Most Common Nutritional Deficiencies

This article is about the most common deficiencies and how to avoid them. But first let me share my own experience with nutritional deficiencies with you.

Initially when I got interested in a healthier lifestyle I was only concerned with the amount of calories I was consuming in my diet. Once I had a good understanding of calories my focus shifted to the macronutrient composition of my diet, that is the composition of carbohydrates, protein and fat.

Only much later did I realise that I was not really addressing the importance of micronutrients (vitamins and minerals). Looking back I think I paid the price for it. At times I felt tired, lacked focus and concentration and experienced bad memory. I have since started taking a supplement that contains both vitamins and minerals and all of these problems have disappeared.

The moment I noticed it the most was while I was studying Chinese characters one day. It used to take me a long time to remember them but all of a sudden it became much much easier. The difference was so significant that studying the characters actually became much more fun.

That said, I still think that supplementation should be kept at a minimum. Therefore I'm taking a supplement that does not contain more than 100% of the RDA for all of the vitamins and minerals.

The Three Most Common Nutritional Deficiencies

In 2012, the Centers for Disease Control and Prevention published the second nutrition report showing measures of 58 indicators of diet and nutrition in the US. The report found that less than 10% of the U.S. population had nutrition deficiencies for the selected indicators.

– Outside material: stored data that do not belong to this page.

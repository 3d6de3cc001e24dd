use api::gql::build_schema;
use async_graphql::Variables;
use chrono::{Datelike, Duration, Utc};
use serde_json::json;
use uuid::Uuid;

use crate::common::*;

const SIGN_IN: &str = r#"
    mutation SignIn($input: SignInToContestInput!) {
        signInToContest(input: $input) {
            id
            paid
            runNumber
            competitionPerCategory {
                distanceName
                gender
                ageCategory { name }
            }
        }
    }
"#;

fn sign_in_variables(competition_id: Uuid, distance: &str) -> Variables {
    Variables::from_json(json!({
        "input": { "competitionId": competition_id, "distanceName": distance }
    }))
}

/// Birth date that makes a runner `age` years old on a competition ten days from now.
fn born_years_ago(age: i32) -> chrono::NaiveDate {
    let race_day = (Utc::now() + Duration::days(10)).date_naive();
    date(race_day.year() - age, 1, 1)
}

#[tokio::test]
async fn test_sign_in_resolves_bucket_from_age_and_gender() {
    let app_state = setup_test_db().await;
    let schema = build_schema(app_state.clone());
    let competition_id = create_test_competition(&app_state, true).await;
    let (_, claims) = create_test_person(&app_state, "user", born_years_ago(45), "V").await;

    let response = execute_graphql(
        &schema,
        SIGN_IN,
        Some(sign_in_variables(competition_id, "10km")),
        Some(claims),
    )
    .await;
    assert!(
        response.errors.is_empty(),
        "signInToContest should succeed: {:?}",
        response.errors
    );

    let data = response.data.into_json().unwrap();
    let registration = &data["signInToContest"];
    assert_eq!(registration["paid"], false);
    assert!(registration["runNumber"].is_null());
    assert_eq!(registration["competitionPerCategory"]["distanceName"], "10km");
    assert_eq!(registration["competitionPerCategory"]["gender"], "FEMALE");
    assert_eq!(
        registration["competitionPerCategory"]["ageCategory"]["name"],
        "plus40"
    );
}

#[tokio::test]
async fn test_duplicate_and_inactive_sign_ins_are_rejected() {
    let app_state = setup_test_db().await;
    let schema = build_schema(app_state.clone());
    let competition_id = create_test_competition(&app_state, true).await;
    let closed_id = create_test_competition(&app_state, false).await;
    let (_, claims) = create_test_person(&app_state, "user", born_years_ago(30), "M").await;

    let first = execute_graphql(
        &schema,
        SIGN_IN,
        Some(sign_in_variables(competition_id, "5km")),
        Some(claims.clone()),
    )
    .await;
    assert!(first.errors.is_empty(), "{:?}", first.errors);

    let second = execute_graphql(
        &schema,
        SIGN_IN,
        Some(sign_in_variables(competition_id, "10km")),
        Some(claims.clone()),
    )
    .await;
    assert_eq!(second.errors[0].message, "This registration already exists");

    let closed = execute_graphql(
        &schema,
        SIGN_IN,
        Some(sign_in_variables(closed_id, "5km")),
        Some(claims.clone()),
    )
    .await;
    assert_eq!(
        closed.errors[0].message,
        "This competition is not open for registration"
    );

    let unknown_distance = execute_graphql(
        &schema,
        SIGN_IN,
        Some(sign_in_variables(create_test_competition(&app_state, true).await, "3km")),
        Some(claims),
    )
    .await;
    assert_eq!(
        unknown_distance.errors[0].message,
        "This competition per category doesn't exist"
    );
}

#[tokio::test]
async fn test_admin_assigns_and_clears_run_numbers() {
    let app_state = setup_test_db().await;
    let schema = build_schema(app_state.clone());
    let (_, admin_claims) = create_test_admin(&app_state).await;
    let competition_id = create_test_competition(&app_state, true).await;
    let (runner_a, _) = create_test_person(&app_state, "user", born_years_ago(25), "M").await;
    let (runner_b, _) = create_test_person(&app_state, "user", born_years_ago(52), "V").await;

    let mut registration_ids = Vec::new();
    for person_id in [runner_a, runner_b] {
        let variables = Variables::from_json(json!({
            "input": { "competitionId": competition_id, "distanceName": "5km", "personId": person_id }
        }));
        let response =
            execute_graphql(&schema, SIGN_IN, Some(variables), Some(admin_claims.clone())).await;
        assert!(response.errors.is_empty(), "{:?}", response.errors);
        let data = response.data.into_json().unwrap();
        registration_ids.push(data["signInToContest"]["id"].as_str().unwrap().to_string());
    }

    let update = r#"
        mutation Update($id: UUID!, $runNumber: Int) {
            updateRegistration(id: $id, input: { runNumber: $runNumber, paid: true }) {
                runNumber
                paid
            }
        }
    "#;

    let response = execute_graphql(
        &schema,
        update,
        Some(Variables::from_json(
            json!({ "id": registration_ids[0], "runNumber": 101 }),
        )),
        Some(admin_claims.clone()),
    )
    .await;
    assert!(response.errors.is_empty(), "{:?}", response.errors);
    let data = response.data.into_json().unwrap();
    assert_eq!(data["updateRegistration"]["runNumber"], 101);
    assert_eq!(data["updateRegistration"]["paid"], true);

    let taken = execute_graphql(
        &schema,
        update,
        Some(Variables::from_json(
            json!({ "id": registration_ids[1], "runNumber": 101 }),
        )),
        Some(admin_claims.clone()),
    )
    .await;
    assert_eq!(
        taken.errors[0].message,
        "This run number is already used in this competition"
    );

    let cleared = execute_graphql(
        &schema,
        update,
        Some(Variables::from_json(
            json!({ "id": registration_ids[0], "runNumber": -1 }),
        )),
        Some(admin_claims),
    )
    .await;
    assert!(cleared.errors.is_empty(), "{:?}", cleared.errors);
    let data = cleared.data.into_json().unwrap();
    assert!(data["updateRegistration"]["runNumber"].is_null());
}

#[tokio::test]
async fn test_owner_changes_distance_but_others_cannot() {
    let app_state = setup_test_db().await;
    let schema = build_schema(app_state.clone());
    let competition_id = create_test_competition(&app_state, true).await;
    let (_, owner_claims) = create_test_person(&app_state, "user", born_years_ago(35), "M").await;
    let (_, other_claims) = create_test_person(&app_state, "user", born_years_ago(35), "M").await;

    let response = execute_graphql(
        &schema,
        SIGN_IN,
        Some(sign_in_variables(competition_id, "5km")),
        Some(owner_claims.clone()),
    )
    .await;
    let data = response.data.into_json().unwrap();
    let registration_id = data["signInToContest"]["id"].as_str().unwrap().to_string();

    let change = r#"
        mutation Change($id: UUID!) {
            changeDistance(id: $id, distanceName: "10km") {
                competitionPerCategory { distanceName }
            }
        }
    "#;

    let denied = execute_graphql(
        &schema,
        change,
        Some(Variables::from_json(json!({ "id": registration_id }))),
        Some(other_claims),
    )
    .await;
    assert_eq!(
        denied.errors[0].message,
        "Access denied: you can only access your own data"
    );

    let response = execute_graphql(
        &schema,
        change,
        Some(Variables::from_json(json!({ "id": registration_id }))),
        Some(owner_claims.clone()),
    )
    .await;
    assert!(response.errors.is_empty(), "{:?}", response.errors);
    let data = response.data.into_json().unwrap();
    assert_eq!(
        data["changeDistance"]["competitionPerCategory"]["distanceName"],
        "10km"
    );

    let mine = execute_graphql(
        &schema,
        "{ myRegistrations { id competition { id } } }",
        None,
        Some(owner_claims),
    )
    .await;
    let data = mine.data.into_json().unwrap();
    let registrations = data["myRegistrations"].as_array().unwrap();
    assert_eq!(registrations.len(), 1);
    assert_eq!(
        registrations[0]["competition"]["id"],
        competition_id.to_string()
    );
}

However, it was also found that some population groups show a much higher rate of deficiencies (in some cases as high as 30%). One example is vitamin D deficiency. While a very low percentage of non-Hispanic white people (3%) were found to have a vitamin D deficiency, rates among non-Hispanic black (31%) and Mexican-American (12%) are much higher.

So even though only 10% of Americans seem to face nutritional deficiencies, you might have a higher risk of facing one if you are in a particular population group. Let's look at the most common deficiencies vitamin B6, vitamin D and iron.

1. Vitamin B6

According to the CDC report about 10% of the US population is vitamin B6 deficient. Vitamin B6 is important for healthy brain function, the formation of red blood cells, the break down of protein and creation of antibodies. A deficiency is associated with muscle weakness, irritability, depression and poor memory and concentration.

It is found in a wide variety of foods such as fish, beef liver, potatoes, starchy vegetables and fruit.  Most American get their vitamin B6 from fortified cereals, beef, poultry, starchy vegetables and non-citrus fruit.

The recommended dietary allowance (RDA) for men and women is 1.3 mg per day.

2. Vitamin D

About 8% of the US population is vitamin D deficient. However as stated above, some population groups have a much higher risk of being deficient. 31% of non-Hispanic black and 12% of Mexican-American people are Vitamin D deficient.

The problem with vitamin D is that it's naturally present in only very few foods. The body can produce vitamin D internally when exposed to sunlight. However, especially in winter we are often not getting enough sun exposure to produce adequate levels of vitamin D.

Many foods in the US are fortified with vitamin D including breakfast cereals, milk, some brands of orange juice, yoghurt and margarine.

Overall people with limited sun exposure and people with dark skin are at risk of not getting enough vitamin D.

The RDA for vitamin D is 600 international units (IU) for both men and women.

3. Iron

The WHO states that iron is the number one nutritional deficiency in the world. As many as 80% of the world's population may be iron deficient. About 10% of the US population is iron deficient. Signs of iron deficiency include feeling tired and weak, decreased work performance, slow cognition during childhood and decreased immune function.

Iron is naturally found in animal foods such as red meat, fish and poultry and plant foods such as lentils, beans and spinach. Many cereal brands are iron fortified. Just one cup of these cereals often provides the daily recommended amount of iron already.

While it is important to get enough iron in your diet, it's even more important to not get excessive amounts of iron since it can result in toxicity and even death. Men need about 8 mg per day and women need about 18 mg per day (women lose more iron due their menstrual cycle). The tolerable upper intake levels for adults are 45 mg per day.